Digital TV (was: RE: Globe editorial calls FM radio "outdated technology")

Garrett Wollman wollman@bimajority.org
Tue Aug 31 18:58:10 EDT 2010


<<On Tue, 31 Aug 2010 08:17:31 -0400, "John Mullaney" <john@minutemancomm.com> said:

> often with humans trying to line them back up by eye. This standard will
> also spell the end of "the must carry rule"

Must-carry isn't a rule, it's a statute, part of the Cable Act of
1992, and it's not going anywhere.  (It's also not particularly
relevant: the broadcasters that benefit from must-carry are less
likely to even have HD programming -- think of all the religellators
and home-shopping stations -- and will likely be the first ones to
fall when broadcast TV shuts down in five or ten years.  The
broadcasters with the large portfolio of HD programming and audiences
to match are all in the "retrans consent" regime, not must-carry.)

> Comcast is not compressing HD currently (Contrary to what many folks
> believe..)

That statement implies something that is not true, which is that
*anyone* has uncompressed HD.  Comcast may not be transcoding the HD
that they get, but you can be sure it's still compressed, because
that's how all HD programming comes from the provider.
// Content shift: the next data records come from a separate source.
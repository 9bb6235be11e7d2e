//! Sharing of low-rank delta factors across the expert population.
//!
//! Three policies: private pairs per expert, a shared right factor (V) with
//! per-expert U blocks sliced from one stacked factorization, and a fully
//! shared (U, V) pair obtained by frequency-averaging the U blocks.

use candle_core::{DType, Tensor};

use crate::config::DeltaSharing;
use crate::error::MergeError;
use crate::merge::svd::{DeltaFactorizer, DeltaFactorPair, RankSpec};

/// Factorized deltas for one projection across all experts.
#[derive(Debug, Clone)]
pub enum ProjectionDeltas {
    /// One private pair per expert.
    Private(Vec<DeltaFactorPair>),
    /// Shared V; per-expert U row blocks sliced from the stacked U.
    SharedV { u_blocks: Vec<Tensor>, v: Tensor },
    /// Fully shared factors.
    SharedVU { u: Tensor, v: Tensor },
}

impl ProjectionDeltas {
    /// The effective (U, V) pair for expert `i`.
    pub fn factors_for(&self, i: usize) -> (&Tensor, &Tensor) {
        match self {
            ProjectionDeltas::Private(pairs) => (&pairs[i].u, &pairs[i].v),
            ProjectionDeltas::SharedV { u_blocks, v } => (&u_blocks[i], v),
            ProjectionDeltas::SharedVU { u, v } => (u, v),
        }
    }
}

/// Factorize one projection's per-expert deltas under `sharing`.
///
/// `rank` is the per-expert rank (already derived from the compression
/// ratio). `scales` carries one scale statistic per expert for the private
/// policy; the shared policies expect the caller to have reduced the
/// statistics to a single `shared_scale`.
pub fn aggregate_deltas(
    factorizer: &DeltaFactorizer,
    sharing: DeltaSharing,
    deltas: &[Tensor],
    rank: usize,
    scales: Option<&[Tensor]>,
    shared_scale: Option<&Tensor>,
    freq: &[f64],
) -> Result<ProjectionDeltas, MergeError> {
    match sharing {
        DeltaSharing::NoShare => {
            let mut pairs = Vec::with_capacity(deltas.len());
            for (i, delta) in deltas.iter().enumerate() {
                let scale = scales.map(|s| &s[i]);
                pairs.push(factorizer.factorize(delta, RankSpec::Rank(rank), scale)?);
            }
            Ok(ProjectionDeltas::Private(pairs))
        }
        DeltaSharing::ShareV => {
            let (u_blocks, v) = factorize_stacked(factorizer, deltas, rank, shared_scale)?;
            Ok(ProjectionDeltas::SharedV { u_blocks, v })
        }
        DeltaSharing::ShareVU => {
            let (u_blocks, v) = factorize_stacked(factorizer, deltas, rank, shared_scale)?;
            let u = average_u_blocks(&u_blocks, freq)?;
            Ok(ProjectionDeltas::SharedVU { u, v })
        }
    }
}

/// Stack all experts' deltas row-wise, factorize once, and slice the stacked
/// U back into per-expert row blocks. Block `i` spans rows
/// `[i·rows, (i+1)·rows)`; concatenating the blocks reproduces the stacked U
/// exactly.
pub fn factorize_stacked(
    factorizer: &DeltaFactorizer,
    deltas: &[Tensor],
    rank: usize,
    scale: Option<&Tensor>,
) -> Result<(Vec<Tensor>, Tensor), MergeError> {
    let (rows, _cols) = deltas[0].dims2()?;
    let stacked = Tensor::cat(deltas, 0)?;

    let pair = factorizer.factorize(&stacked, RankSpec::Rank(rank), scale)?;

    let mut u_blocks = Vec::with_capacity(deltas.len());
    for i in 0..deltas.len() {
        u_blocks.push(pair.u.narrow(0, i * rows, rows)?);
    }
    Ok((u_blocks, pair.v))
}

/// Frequency-weighted average of per-expert U blocks into one shared U.
pub fn average_u_blocks(u_blocks: &[Tensor], freq: &[f64]) -> Result<Tensor, MergeError> {
    if u_blocks.len() != freq.len() {
        return Err(MergeError::InvalidConfig(format!(
            "{} U blocks for {} frequencies",
            u_blocks.len(),
            freq.len()
        )));
    }
    let total: f64 = freq.iter().sum();
    if total <= 0.0 {
        return Err(MergeError::ZeroTotalWeight);
    }

    let dtype = u_blocks[0].dtype();
    let mut acc: Option<Tensor> = None;
    for (block, f) in u_blocks.iter().zip(freq) {
        let term = block.to_dtype(DType::F64)?.affine(f / total, 0.0)?;
        acc = Some(match acc {
            None => term,
            Some(a) => a.add(&term)?,
        });
    }
    Ok(acc.expect("at least one U block").to_dtype(dtype)?)
}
> but I wonder how long they will be able to keep that up as
> consumers continue to cry for the same HD line ups that other carriers both
> satellite and cable are delivering who are? All of this didn't have to
> happen if the cablelab folks (who develop the cable standards) had been
> invited in during the HDTV standards development.

What does that have to do with anything?  The ATSC standard specifies
MPEG-2, which was current when it was developed; the cable industry
didn't have anything to offer that wasn't already available to the
ATSC.  Many countries where digital TV is just now being deployed are
opting for MPEG-4 instead.

> Was the TV industry living in the past when they felt cable
> companies didn't matter or actually thought that over the air
> reception would make an incredible come back? Whatever TV was
> thinking it was incredibly short sighted to push an HDTV standard
> they wanted

What makes you think ATSC was what the TV industry wanted?  It was
what the *government* and the *consumer electronics industry* wanted;
from all available evidence, the TV industry just wanted *some*
standard to be set in stone before Uncle Sam was going to force them
to spend millions of dollars to upgrade their infrastructure.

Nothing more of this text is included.